FIG. 2 is a front view of the installation housing of the present invention, an installation housing 10 is disposed outside a photovoltaic glass body 1, a micro-motor 11 is disposed in the installation housing 10 above the right side of the photovoltaic glass body 1, the micro-motor 11 is fixedly installed in the installation housing 10 through a fixing frame 12, an output shaft of the micro-motor 11 is horizontally and leftwards fixedly sleeved with a main gear 13 disposed in a front-back direction, the main gear 13 is horizontally and leftwards sleeved with a first fixing shaft 14, the first fixing shaft 14 is fixedly installed with the photovoltaic glass body 1 through a fixing block 18 on the rear side wall of the photovoltaic glass body 1, the main gear 13 is driven leftwards by the installed micro-motor 11 to rotate, thereby driving the rotation of the first fixing shaft 14 on the left side of the main gear 13, so that the photovoltaic glass body 1 is tilted by a certain angle, so that a photovoltaic cell inside the photovoltaic glass body 1 can better receive sunlight, the illumination intensity of received sunlight is improved, and the photoelectric conversion rate of the photovoltaic cell is further improved.

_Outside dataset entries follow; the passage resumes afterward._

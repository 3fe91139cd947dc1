//! Event inference.
//!
//! Events are never declared directly. They are inferred from callback-typed
//! properties (`onClick?: (event: MouseEvent) => void`) and from emitter calls
//! left in the compiled output (`this.emit("change", value)`).

use crate::syntax::*;
use crate::typescript::TypeScriptStructureParser;
use compdoc_common::{EventDescriptor, EventSource, PropertyDescriptor, Result};
use regex::Regex;
use std::sync::LazyLock;
use tracing::debug;

static EVENT_NAME: LazyLock<Regex> = LazyLock::new(|| Regex::new(r"^on[A-Z0-9_]").unwrap());
static CALLBACK_TYPE: LazyLock<Regex> =
    LazyLock::new(|| Regex::new(r"(Handler|Callback|Listener)$").unwrap());

/// Events implied by callback-typed `on*` properties, in property order.
pub fn events_from_properties(props: &[PropertyDescriptor]) -> Vec<EventDescriptor> {
    props
        .iter()
        .filter(|prop| EVENT_NAME.is_match(&prop.name))
        .filter_map(|prop| {
            let parameters = callable_parameters(&prop.type_annotation)?;
            Some(EventDescriptor::new(
                prop.name.clone(),
                parameters,
                EventSource::Property,
            ))
        })
        .collect()
}

impl TypeScriptStructureParser {
    /// Events emitted through configured emitter calls in compiled output.
    ///
    /// The first argument must be a string literal naming the event. A repeated
    /// event keeps its first call site.
    pub fn events_from_call_sites(&self, compiled: &str) -> Result<Vec<EventDescriptor>> {
        let tree = self.parse_tree(compiled)?;
        let mut events: Vec<EventDescriptor> = Vec::new();

        visit(tree.root_node(), &mut |node| {
            if node.kind() != "call_expression" {
                return;
            }
            let Some(callee) = node.child_by_field_name("function") else {
                return;
            };
            let callee_name = match callee.kind() {
                "identifier" => Some(node_text(&callee, compiled)),
                "member_expression" => field_text(&callee, "property", compiled),
                _ => None,
            };
            if !callee_name.is_some_and(|name| self.conventions.is_event_emitter(name.trim())) {
                return;
            }

            let Some(arguments) = node.child_by_field_name("arguments") else {
                return;
            };
            let arguments = named_children(&arguments);
            let Some(name) = arguments
                .first()
                .filter(|first| first.kind() == "string")
                .and_then(|first| unquote(node_text(first, compiled)))
            else {
                return;
            };

            if events.iter().any(|e| e.name == name) {
                return;
            }
            let parameters: Vec<&str> = arguments[1..]
                .iter()
                .map(|arg| node_text(arg, compiled).trim())
                .collect();
            events.push(EventDescriptor::new(
                name,
                parameters.join(", "),
                EventSource::CallSite,
            ));
        });

        debug!("Found {} call-site events", events.len());
        Ok(events)
    }
}

/// Parameter text of a callable property type, or `None` when it is not callable.
///
/// `((e: Event) => void) | undefined` yields `e: Event`. A union of several
/// callables is kept verbatim, without `undefined` and `null`.
fn callable_parameters(type_annotation: &str) -> Option<String> {
    let members: Vec<&str> = split_top_level(type_annotation, '|')
        .into_iter()
        .map(str::trim)
        .filter(|member| !member.is_empty() && !matches!(*member, "undefined" | "null"))
        .collect();
    if members.is_empty() || !members.iter().all(|member| is_callable(member)) {
        return None;
    }

    match members.as_slice() {
        [member] => Some(parameter_text(strip_wrapping_parens(member))),
        _ => Some(members.join(" | ")),
    }
}

fn is_callable(member: &str) -> bool {
    let member = strip_wrapping_parens(member);
    top_level_arrow(member).is_some()
        || member == "Function"
        || CALLBACK_TYPE.is_match(strip_type_arguments(member))
}

/// `(a: A, b: B) => R` yields `a: A, b: B`; other callables are kept verbatim.
fn parameter_text(signature: &str) -> String {
    if let Some(arrow) = top_level_arrow(signature) {
        let params = signature[..arrow].trim();
        if let Some(inner) = params.strip_prefix('(').and_then(|p| p.strip_suffix(')')) {
            return inner.trim().to_string();
        }
    }
    signature.to_string()
}

/// Byte offset of the first `=>` outside any bracket pair.
fn top_level_arrow(text: &str) -> Option<usize> {
    let bytes = text.as_bytes();
    let mut depth = 0i32;
    let mut i = 0;
    while i < bytes.len() {
        match bytes[i] {
            b'=' if depth == 0 && bytes.get(i + 1) == Some(&b'>') => return Some(i),
            b'=' if bytes.get(i + 1) == Some(&b'>') => i += 1,
            b'(' | b'<' | b'{' | b'[' => depth += 1,
            b')' | b'>' | b'}' | b']' => depth -= 1,
            _ => {}
        }
        i += 1;
    }
    None
}

fn split_top_level(text: &str, separator: char) -> Vec<&str> {
    let mut parts = Vec::new();
    let mut depth = 0i32;
    let mut start = 0;
    let mut previous = '\0';
    for (i, c) in text.char_indices() {
        match c {
            '(' | '<' | '{' | '[' => depth += 1,
            '>' if previous == '=' => {}
            ')' | '>' | '}' | ']' => depth -= 1,
            c if c == separator && depth == 0 => {
                parts.push(&text[start..i]);
                start = i + c.len_utf8();
            }
            _ => {}
        }
        previous = c;
    }
    parts.push(&text[start..]);
    parts
}

/// Remove parentheses that enclose the whole text.
fn strip_wrapping_parens(text: &str) -> &str {
    let mut current = text.trim();
    while current.starts_with('(') && current.ends_with(')') {
        let inner = &current[1..current.len() - 1];
        // `(a) => (b)` starts and ends with parens without being wrapped.
        if !balanced(inner) {
            break;
        }
        current = inner.trim();
    }
    current
}

fn balanced(text: &str) -> bool {
    let mut depth = 0i32;
    for c in text.chars() {
        match c {
            '(' => depth += 1,
            ')' => {
                depth -= 1;
                if depth < 0 {
                    return false;
                }
            }
            _ => {}
        }
    }
    depth == 0
}

#[cfg(test)]
mod tests {
    use super::*;
    use crate::types::ParserConventions;

    #[test]
    fn test_callback_properties_become_events() {
        let props = vec![
            PropertyDescriptor::new("caption", "string"),
            PropertyDescriptor::new("onClick", "(event: MouseEvent, source: string) => void")
                .optional(),
            PropertyDescriptor::new("onClose", "((reason: string) => void) | undefined"),
            PropertyDescriptor::new("onFocus", "FocusHandler"),
            PropertyDescriptor::new("onReady", "Function"),
            PropertyDescriptor::new("onlyOnce", "() => void"),
            PropertyDescriptor::new("onLabel", "string"),
            PropertyDescriptor::new("onChange", "ChangeListener<string> | null"),
        ];
        let events = events_from_properties(&props);

        let names: Vec<&str> = events.iter().map(|e| e.name.as_str()).collect();
        assert_eq!(names, vec!["onClick", "onClose", "onFocus", "onReady", "onChange"]);
        assert_eq!(events[0].parameters, "event: MouseEvent, source: string");
        assert_eq!(events[1].parameters, "reason: string");
        assert_eq!(events[2].parameters, "FocusHandler");
        assert_eq!(events[3].parameters, "Function");
        assert_eq!(events[4].parameters, "ChangeListener<string>");
        assert!(events.iter().all(|e| e.event_type == "function"));
        assert!(events.iter().all(|e| e.source == EventSource::Property));
    }

    #[test]
    fn test_union_of_callables_keeps_type_text() {
        let props = vec![
            PropertyDescriptor::new(
                "onChange",
                "((value: string) => void) | ((value: number) => void) | undefined",
            ),
            PropertyDescriptor::new("onInput", "((value: string) => void) | string"),
        ];
        let events = events_from_properties(&props);

        assert_eq!(events.len(), 1);
        assert_eq!(events[0].name, "onChange");
        assert_eq!(
            events[0].parameters,
            "((value: string) => void) | ((value: number) => void)"
        );
    }

    #[test]
    fn test_arrow_returning_callable() {
        assert_eq!(
            parameter_text("(factory: () => string) => Promise<void>"),
            "factory: () => string"
        );
        assert_eq!(top_level_arrow("Map<string, () => void>"), None);
    }

    #[test]
    fn test_emitter_call_sites() {
        let compiled = r#"
class Anchor extends Component {
    handleClick(event) {
        this.emit("onClick", event, this.props.caption);
        fireEvent('onHover');
        this.emit(eventName, event);
        this.emit("onClick", "duplicate");
        this.dispatch("onIgnored", event);
    }
}
"#;
        let events = TypeScriptStructureParser::new()
            .events_from_call_sites(compiled)
            .unwrap();

        assert_eq!(events.len(), 2);
        assert_eq!(events[0].name, "onClick");
        assert_eq!(events[0].parameters, "event, this.props.caption");
        assert_eq!(events[0].source, EventSource::CallSite);
        assert_eq!(events[1].name, "onHover");
        assert_eq!(events[1].parameters, "");
    }

    #[test]
    fn test_custom_emitters() {
        let conventions = ParserConventions {
            event_emitters: vec!["dispatch".to_string()],
            ..ParserConventions::default()
        };
        let events = TypeScriptStructureParser::with_conventions(conventions)
            .events_from_call_sites(r#"this.dispatch("select", index); this.emit("x");"#)
            .unwrap();

        assert_eq!(events.len(), 1);
        assert_eq!(events[0].name, "select");
        assert_eq!(events[0].parameters, "index");
    }
}
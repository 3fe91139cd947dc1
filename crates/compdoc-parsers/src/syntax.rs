//! Small tree-sitter helpers shared by the extraction modes.

use tree_sitter::Node;

pub(crate) fn node_text<'s>(node: &Node, source: &'s str) -> &'s str {
    node.utf8_text(source.as_bytes()).unwrap_or_default()
}

pub(crate) fn field_text<'s>(node: &Node, field: &str, source: &'s str) -> Option<&'s str> {
    node.child_by_field_name(field)
        .map(|child| node_text(&child, source))
}

/// Check if a node has a (possibly anonymous) child of the given kind.
///
/// Useful for the `?`, `static`, `get` and `default` tokens.
pub(crate) fn has_child_kind(node: &Node, kind: &str) -> bool {
    let mut cursor = node.walk();
    let found = node.children(&mut cursor).any(|child| child.kind() == kind);
    found
}

pub(crate) fn children<'t>(node: &Node<'t>) -> Vec<Node<'t>> {
    let mut cursor = node.walk();
    let nodes = node.children(&mut cursor).collect();
    nodes
}

pub(crate) fn named_children<'t>(node: &Node<'t>) -> Vec<Node<'t>> {
    let mut cursor = node.walk();
    let nodes = node
        .named_children(&mut cursor)
        .filter(|child| child.kind() != "comment")
        .collect();
    nodes
}

/// `public`, `private` or `protected`, when written.
pub(crate) fn accessibility<'s>(node: &Node, source: &'s str) -> Option<&'s str> {
    children(node)
        .into_iter()
        .find(|child| child.kind() == "accessibility_modifier")
        .map(|child| node_text(&child, source).trim())
}

pub(crate) fn is_hidden_member(node: &Node, source: &str) -> bool {
    matches!(accessibility(node, source), Some("private" | "protected"))
}

/// Text of a `type_annotation` without its leading colon.
pub(crate) fn annotation_text(annotation: &Node, source: &str) -> String {
    node_text(annotation, source)
        .trim()
        .trim_start_matches(':')
        .trim()
        .to_string()
}

pub(crate) fn type_of(node: &Node, source: &str) -> Option<String> {
    node.child_by_field_name("type")
        .map(|annotation| annotation_text(&annotation, source))
}

/// Pre-order walk over every node below (and including) `node`.
pub(crate) fn visit<'t, F: FnMut(Node<'t>)>(node: Node<'t>, visitor: &mut F) {
    visitor(node);
    let mut cursor = node.walk();
    for child in node.children(&mut cursor) {
        visit(child, visitor);
    }
}

/// A top-level statement with its `export` wrapper removed.
#[derive(Clone, Copy)]
pub(crate) struct TopLevel<'t> {
    pub node: Node<'t>,
    pub exported: bool,
    pub default_export: bool,
}

pub(crate) fn top_level_declarations<'t>(root: &Node<'t>) -> Vec<TopLevel<'t>> {
    let mut declarations = Vec::new();
    for child in named_children(root) {
        if child.kind() == "export_statement" {
            let inner = child
                .child_by_field_name("declaration")
                .or_else(|| child.child_by_field_name("value"));
            if let Some(inner) = inner {
                declarations.push(TopLevel {
                    node: inner,
                    exported: true,
                    default_export: has_child_kind(&child, "default"),
                });
            }
        } else {
            declarations.push(TopLevel {
                node: child,
                exported: false,
                default_export: false,
            });
        }
    }
    declarations
}

pub(crate) fn is_class_kind(kind: &str) -> bool {
    matches!(
        kind,
        "class_declaration" | "abstract_class_declaration" | "class"
    )
}

/// Drop `as`, `satisfies`, `!` and parenthesis wrappers around an expression.
pub(crate) fn unwrap_expression<'t>(node: Node<'t>) -> Node<'t> {
    let mut current = node;
    while matches!(
        current.kind(),
        "as_expression"
            | "satisfies_expression"
            | "parenthesized_expression"
            | "non_null_expression"
    ) {
        match current.named_child(0) {
            Some(inner) => current = inner,
            None => break,
        }
    }
    current
}

/// `Base<T>` → `Base`, `ns.Base` stays as written.
pub(crate) fn strip_type_arguments(name: &str) -> &str {
    name.split('<').next().unwrap_or(name).trim()
}

/// Name of the type an `extends` clause points at.
pub(crate) fn extends_target(declaration: &Node, source: &str) -> Option<String> {
    let mut target = None;
    let heritage = children(declaration)
        .into_iter()
        .filter(|child| !matches!(child.kind(), "class_body" | "object_type" | "interface_body"));
    for child in heritage {
        visit(child, &mut |node| {
            if target.is_some()
                || !matches!(node.kind(), "extends_clause" | "extends_type_clause")
            {
                return;
            }
            let value = node
                .child_by_field_name("value")
                .or_else(|| node.child_by_field_name("type"))
                .or_else(|| node.named_child(0));
            if let Some(value) = value {
                let name = strip_type_arguments(node_text(&value, source));
                if !name.is_empty() {
                    target = Some(name.to_string());
                }
            }
        });
    }
    target
}

/// Property keys may be identifiers or quoted strings.
pub(crate) fn property_key(node: &Node, source: &str) -> String {
    let text = node_text(node, source).trim();
    unquote(text).unwrap_or(text).to_string()
}

/// Contents of a single- or double-quoted literal.
pub(crate) fn unquote(text: &str) -> Option<&str> {
    let text = text.trim();
    if text.len() >= 2
        && ((text.starts_with('"') && text.ends_with('"'))
            || (text.starts_with('\'') && text.ends_with('\'')))
    {
        Some(&text[1..text.len() - 1])
    } else {
        None
    }
}
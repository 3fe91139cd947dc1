//! Style-class extraction.
//!
//! A component source names its default class in a constant and registers
//! further classes through calls such as `this.addStyle(DEFAULT_CLASS + "-rtl")`.

use crate::static_eval::StringConstants;
use crate::syntax::*;
use crate::typescript::TypeScriptStructureParser;
use compdoc_common::{CompdocError, Facet, Result, StyleDescriptor};
use tracing::debug;
use tree_sitter::Node;

impl TypeScriptStructureParser {
    /// Extract the default style class and every statically resolvable registration.
    pub fn extract_styles(&self, source: &str) -> Result<Vec<StyleDescriptor>> {
        let tree = self.parse_tree(source)?;
        let root = tree.root_node();
        let constants = StringConstants::collect(&root, source);

        let default_class = constants
            .get(&self.conventions.default_class_constant)
            .map(str::to_string);

        let mut registered = Vec::new();
        visit(root, &mut |node| {
            let Some(argument) = self.registration_argument(&node, source) else {
                return;
            };
            match constants.evaluate(&argument, source) {
                Some(class_name) => registered.push(class_name),
                None => debug!(
                    "Skipping style registration with non-static argument: {}",
                    node_text(&argument, source)
                ),
            }
        });

        assemble_styles(default_class, registered)
    }

    /// First argument of a call to a configured style registrar.
    fn registration_argument<'t>(&self, node: &Node<'t>, source: &str) -> Option<Node<'t>> {
        if node.kind() != "call_expression" {
            return None;
        }
        let callee = node.child_by_field_name("function")?;
        let callee_name = match callee.kind() {
            "identifier" => node_text(&callee, source),
            "member_expression" => field_text(&callee, "property", source)?,
            _ => return None,
        };
        if !self.conventions.is_style_registrar(callee_name.trim()) {
            return None;
        }
        let arguments = node.child_by_field_name("arguments")?;
        named_children(&arguments).into_iter().next()
    }
}

/// Default first, then de-duplicated registrations in first-seen order.
fn assemble_styles(
    default_class: Option<String>,
    registered: Vec<String>,
) -> Result<Vec<StyleDescriptor>> {
    let registered: Vec<String> = registered
        .into_iter()
        .filter(|class_name| !class_name.trim().is_empty())
        .collect();

    let default_class = default_class
        .or_else(|| registered.first().cloned())
        .ok_or_else(|| CompdocError::unavailable(Facet::Styles))?;

    let mut styles = vec![StyleDescriptor::default_class(default_class.as_str())];
    for class_name in registered {
        if styles.iter().any(|s| s.class_name == class_name) {
            continue;
        }
        styles.push(StyleDescriptor::new(class_name));
    }

    Ok(styles)
}
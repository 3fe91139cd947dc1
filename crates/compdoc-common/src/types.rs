use serde::{Deserialize, Serialize, Serializer};
use std::path::{Path, PathBuf};
use std::sync::Arc;

/// Type tag carried by every event; events are always callables.
pub const CALLABLE_EVENT_TYPE: &str = "function";

/// Description attached to the component's default style class.
pub const DEFAULT_STYLE_DESCRIPTION: &str = "Default style class";

/// Recovered-source mapping emitted next to a build artifact.
#[derive(Debug, Clone, Default, PartialEq, Serialize, Deserialize)]
#[serde(rename_all = "camelCase")]
pub struct SourceMapArtifact {
    #[serde(default, skip_serializing_if = "Option::is_none")]
    pub file: Option<String>,
    #[serde(default)]
    pub sources: Vec<String>,
    #[serde(default)]
    pub sources_content: Vec<Option<String>>,
}

/// One configurable attribute of a component.
#[derive(Debug, Clone, PartialEq, Eq, Serialize, Deserialize)]
#[serde(rename_all = "camelCase")]
pub struct PropertyDescriptor {
    pub name: String,
    #[serde(rename = "type")]
    pub type_annotation: String,
    #[serde(default)]
    pub optional: bool,
    #[serde(default, skip_serializing_if = "Option::is_none")]
    pub default: Option<String>,
    #[serde(default)]
    pub inherited: bool,
    #[serde(default, skip_serializing_if = "Option::is_none")]
    pub inherited_from: Option<String>,
}

impl PropertyDescriptor {
    pub fn new(name: impl Into<String>, type_annotation: impl Into<String>) -> Self {
        Self {
            name: name.into(),
            type_annotation: type_annotation.into(),
            optional: false,
            default: None,
            inherited: false,
            inherited_from: None,
        }
    }

    pub fn optional(mut self) -> Self {
        self.optional = true;
        self
    }

    pub fn with_default(mut self, default: impl Into<String>) -> Self {
        self.default = Some(default.into());
        self
    }

    /// Tag the property as contributed by the ancestor type `origin`.
    pub fn inherit_from(mut self, origin: &str) -> Self {
        self.inherited = true;
        self.inherited_from = Some(origin.to_string());
        self
    }
}

#[derive(Debug, Clone, PartialEq, Eq, Serialize, Deserialize)]
#[serde(rename_all = "camelCase")]
pub struct MethodParameter {
    pub name: String,
    #[serde(rename = "type")]
    pub type_annotation: String,
    #[serde(default)]
    pub optional: bool,
}

/// An externally callable member of the component class.
#[derive(Debug, Clone, PartialEq, Eq, Serialize, Deserialize)]
#[serde(rename_all = "camelCase")]
pub struct MethodDescriptor {
    pub name: String,
    pub parameters: Vec<MethodParameter>,
    pub return_type: String,
}

/// Where an event description was inferred from.
#[derive(Debug, Clone, Copy, PartialEq, Eq, Serialize, Deserialize)]
#[serde(rename_all = "camelCase")]
pub enum EventSource {
    Property,
    CallSite,
}

#[derive(Debug, Clone, PartialEq, Eq, Serialize, Deserialize)]
#[serde(rename_all = "camelCase")]
pub struct EventDescriptor {
    pub name: String,
    #[serde(rename = "type")]
    pub event_type: String,
    /// Rendered parameter list without the surrounding parentheses.
    pub parameters: String,
    pub source: EventSource,
}

impl EventDescriptor {
    pub fn new(
        name: impl Into<String>,
        parameters: impl Into<String>,
        source: EventSource,
    ) -> Self {
        Self {
            name: name.into(),
            event_type: CALLABLE_EVENT_TYPE.to_string(),
            parameters: parameters.into(),
            source,
        }
    }
}

#[derive(Debug, Clone, PartialEq, Eq, Serialize, Deserialize)]
#[serde(rename_all = "camelCase")]
pub struct StyleDescriptor {
    pub class_name: String,
    #[serde(default, skip_serializing_if = "Option::is_none")]
    pub description: Option<String>,
}

impl StyleDescriptor {
    pub fn new(class_name: impl Into<String>) -> Self {
        Self {
            class_name: class_name.into(),
            description: None,
        }
    }

    pub fn default_class(class_name: impl Into<String>) -> Self {
        Self {
            class_name: class_name.into(),
            description: Some(DEFAULT_STYLE_DESCRIPTION.to_string()),
        }
    }

    pub fn is_default(&self) -> bool {
        self.description.as_deref() == Some(DEFAULT_STYLE_DESCRIPTION)
    }
}

/// The four member lists an alias shares with its source component.
#[derive(Debug, Clone, Default, PartialEq, Eq, Serialize, Deserialize)]
pub struct ComponentFacets {
    pub props: Vec<PropertyDescriptor>,
    pub methods: Vec<MethodDescriptor>,
    pub events: Vec<EventDescriptor>,
    pub styles: Vec<StyleDescriptor>,
}

/// A component whose facets were extracted from its own artifacts.
#[derive(Debug, Clone, PartialEq)]
pub struct ConcreteDocument {
    pub component_name: String,
    pub location: PathBuf,
    pub category: String,
    pub facets: ComponentFacets,
    pub base_class: Option<String>,
    pub children: Vec<ComponentDocument>,
}

impl ConcreteDocument {
    pub fn new(
        component_name: impl Into<String>,
        location: impl Into<PathBuf>,
        category: impl Into<String>,
    ) -> Self {
        Self {
            component_name: component_name.into(),
            location: location.into(),
            category: category.into(),
            facets: ComponentFacets::default(),
            base_class: None,
            children: Vec::new(),
        }
    }
}

/// Another component's facets published under a different name.
#[derive(Debug, Clone, PartialEq)]
pub struct AliasDocument {
    pub component_name: String,
    pub description: String,
    pub source: Arc<ConcreteDocument>,
}

impl AliasDocument {
    pub fn new(component_name: impl Into<String>, source: Arc<ConcreteDocument>) -> Self {
        let component_name = component_name.into();
        let description = format!(
            "{} is an alias of {} and shares its properties, methods, events and styles.",
            component_name, source.component_name
        );
        Self {
            component_name,
            description,
            source,
        }
    }
}

#[derive(Debug, Clone, PartialEq)]
pub enum ComponentDocument {
    Concrete(ConcreteDocument),
    Alias(AliasDocument),
}

impl ComponentDocument {
    pub fn name(&self) -> &str {
        match self {
            ComponentDocument::Concrete(doc) => &doc.component_name,
            ComponentDocument::Alias(alias) => &alias.component_name,
        }
    }

    pub fn facets(&self) -> &ComponentFacets {
        match self {
            ComponentDocument::Concrete(doc) => &doc.facets,
            ComponentDocument::Alias(alias) => &alias.source.facets,
        }
    }

    pub fn props(&self) -> &[PropertyDescriptor] {
        &self.facets().props
    }

    pub fn methods(&self) -> &[MethodDescriptor] {
        &self.facets().methods
    }

    pub fn events(&self) -> &[EventDescriptor] {
        &self.facets().events
    }

    pub fn styles(&self) -> &[StyleDescriptor] {
        &self.facets().styles
    }

    fn concrete(&self) -> &ConcreteDocument {
        match self {
            ComponentDocument::Concrete(doc) => doc,
            ComponentDocument::Alias(alias) => &alias.source,
        }
    }

    pub fn location(&self) -> &Path {
        &self.concrete().location
    }

    pub fn category(&self) -> &str {
        &self.concrete().category
    }

    pub fn base_class(&self) -> Option<&str> {
        self.concrete().base_class.as_deref()
    }

    /// Nested child documents. Aliases project facets only, never children.
    pub fn children(&self) -> &[ComponentDocument] {
        match self {
            ComponentDocument::Concrete(doc) => &doc.children,
            ComponentDocument::Alias(_) => &[],
        }
    }

    pub fn description(&self) -> Option<&str> {
        match self {
            ComponentDocument::Concrete(_) => None,
            ComponentDocument::Alias(alias) => Some(&alias.description),
        }
    }

    pub fn alias_of(&self) -> Option<&str> {
        match self {
            ComponentDocument::Concrete(_) => None,
            ComponentDocument::Alias(alias) => Some(&alias.source.component_name),
        }
    }

    pub fn is_alias(&self) -> bool {
        matches!(self, ComponentDocument::Alias(_))
    }

    fn record(&self) -> DocumentRecord<'_> {
        let facets = self.facets();
        DocumentRecord {
            component_name: self.name(),
            location: self.location(),
            category: self.category(),
            props: &facets.props,
            methods: &facets.methods,
            events: &facets.events,
            styles: &facets.styles,
            base_class: self.base_class(),
            children: self.children(),
            description: self.description(),
            alias_of: self.alias_of(),
        }
    }
}

/// Flat serialized shape shared by concrete and alias documents.
#[derive(Serialize)]
#[serde(rename_all = "camelCase")]
struct DocumentRecord<'a> {
    component_name: &'a str,
    location: &'a Path,
    category: &'a str,
    props: &'a [PropertyDescriptor],
    methods: &'a [MethodDescriptor],
    events: &'a [EventDescriptor],
    styles: &'a [StyleDescriptor],
    #[serde(skip_serializing_if = "Option::is_none")]
    base_class: Option<&'a str>,
    #[serde(skip_serializing_if = "is_empty_slice")]
    children: &'a [ComponentDocument],
    #[serde(skip_serializing_if = "Option::is_none")]
    description: Option<&'a str>,
    #[serde(skip_serializing_if = "Option::is_none")]
    alias_of: Option<&'a str>,
}

fn is_empty_slice<T>(items: &&[T]) -> bool {
    items.is_empty()
}

impl Serialize for ComponentDocument {
    fn serialize<S: Serializer>(&self, serializer: S) -> std::result::Result<S::Ok, S::Error> {
        self.record().serialize(serializer)
    }
}
//! Errors returned by target camera operations.
//!
//! None of these are fatal. The trigger receivers log them and leave the world untouched.

use bevy_ecs::entity::Entity;
use thiserror::Error;

/// Why a target camera operation could not run.
#[derive(Debug, Error, Clone, Copy, PartialEq, Eq)]
pub enum TargetCameraError {
    /// The entity has no [`CameraLens`](crate::camera::lens::CameraLens).
    #[error("entity {0} is not a camera")]
    NotACamera(Entity),
    /// The camera is not currently tracking a target, so target and dolly controls do not apply.
    #[error("camera {0} is not a target camera")]
    NotATargetCamera(Entity),
    /// No target could be resolved for the camera.
    #[error("camera {0} has no target")]
    MissingTarget(Entity),
    /// The entity is missing a `Transform`, or no longer exists.
    #[error("entity {0} has no transform")]
    MissingTransform(Entity),
}
//! Resolves which entity a camera is tracking.
//!
//! Nothing here is cached. Whether a camera is a target camera, and which entity is its target, is
//! recomputed from the constraint and role components every time it is asked.

use bevy_ecs::prelude::*;
use bevy_hierarchy::Children;
use bevy_reflect::prelude::*;
use bevy_render::prelude::*;
use bevy_transform::prelude::*;

use super::{constraint::TrackTo, lens::CameraLens};

/// Role tag for entities that serve as the point of interest of a target camera.
#[derive(Debug, Default, Clone, Copy, PartialEq, Eq, Component, Reflect)]
#[reflect(Component)]
pub struct CameraTarget;

/// A lightweight, non-rendered reference point, drawn as plain axes by the
/// [marker indicator](crate::extensions) extension.
#[derive(Debug, Clone, Copy, PartialEq, Component, Reflect)]
#[reflect(Component)]
#[require(Transform, Visibility)]
pub struct EmptyMarker {
    /// Length of each drawn axis.
    pub display_size: f32,
}

impl Default for EmptyMarker {
    fn default() -> Self {
        Self { display_size: 0.1 }
    }
}

/// Is `entity` a camera, i.e. does it have a [`CameraLens`]?
pub fn is_camera(world: &World, entity: Entity) -> bool {
    world.get::<CameraLens>(entity).is_some()
}

/// Is `camera` currently a target camera?
///
/// True when `camera` is a camera with an enabled [`TrackTo`] whose target exists and is either an
/// [`EmptyMarker`] or tagged [`CameraTarget`].
pub fn is_target_camera(world: &World, camera: Entity) -> bool {
    if !is_camera(world, camera) {
        return false;
    }
    let Some(track) = world.get::<TrackTo>(camera).filter(|track| track.enabled) else {
        return false;
    };
    world.get::<EmptyMarker>(track.target).is_some() || is_tagged(world, track.target)
}

/// Find the target of `camera`.
///
/// The [`TrackTo`] target is preferred when it carries [`CameraTarget`]. Otherwise, the first
/// direct child carrying [`CameraTarget`] is returned; this is where a standard camera keeps its
/// previous target.
pub fn get_target(world: &World, camera: Entity) -> Option<Entity> {
    let from_constraint = world
        .get::<TrackTo>(camera)
        .map(|track| track.target)
        .filter(|&target| is_tagged(world, target));
    if from_constraint.is_some() {
        return from_constraint;
    }

    world
        .get::<Children>(camera)?
        .iter()
        .copied()
        .find(|&child| is_tagged(world, child))
}

/// Is `target` also tracked by a camera other than `owner`?
///
/// Disabled constraints count, since they can be re-enabled at any time.
pub fn is_target_shared(world: &World, target: Entity, owner: Entity) -> bool {
    world.iter_entities().any(|entity| {
        entity.id() != owner
            && entity.contains::<CameraLens>()
            && entity
                .get::<TrackTo>()
                .is_some_and(|track| track.target == target)
    })
}

fn is_tagged(world: &World, entity: Entity) -> bool {
    world.get::<CameraTarget>(entity).is_some()
}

In this embodiment, two sets of photovoltaic glass main bodies 1 are vertically and uniformly installed inside the installation shell 10, a second fixing shaft 17 horizontally arranged is fixedly installed on the upper portion of the rear side wall of the bottom photovoltaic glass main body 1 through a fixing block 18, a pinion 16 arranged in the front-rear direction is movably sleeved on the right end of the second fixing shaft 17 under the main gear 13, the pinion 16 and the main gear 13 are connected with a belt 15 with an inner side wall provided with a rack, another set of photovoltaic glass main body 1 is correspondingly installed at the bottom of the installation shell 10, the pinion 16 is matched with the belt 15 and the second fixing shaft 17, synchronous rotation of the two sets of photovoltaic glass main bodies 1 is realized under the driving of the same set of micro motors 11, and the energy-saving effect is achieved.

As shown in fig. 1, the reinforcing layer 3 is internally provided with polycarbonate fibers, and the compressive strength of the photovoltaic glass body 1 is improved by using the polycarbonate fibers, so that the internal photovoltaic cell can be effectively protected.

It should be noted that, the middle parts in the high-transmittance EVA layer 4 and the cut-off EVA layer 7 are both provided with cavities, and the two groups of cavities form a heat insulation layer, so that heat transfer can be effectively isolated, energy loss can be reduced, and the purpose of energy saving can be achieved.

It should be noted that two sets of vertical direction buffer posts 6 are fixedly installed on the left and right sides inside the photovoltaic cell layer 5, and the front glass layer 2 and the rear glass layer 8 in the upper and lower directions are supported and buffered inside the photovoltaic cell layer 5, so that the inside photovoltaic cell is protected.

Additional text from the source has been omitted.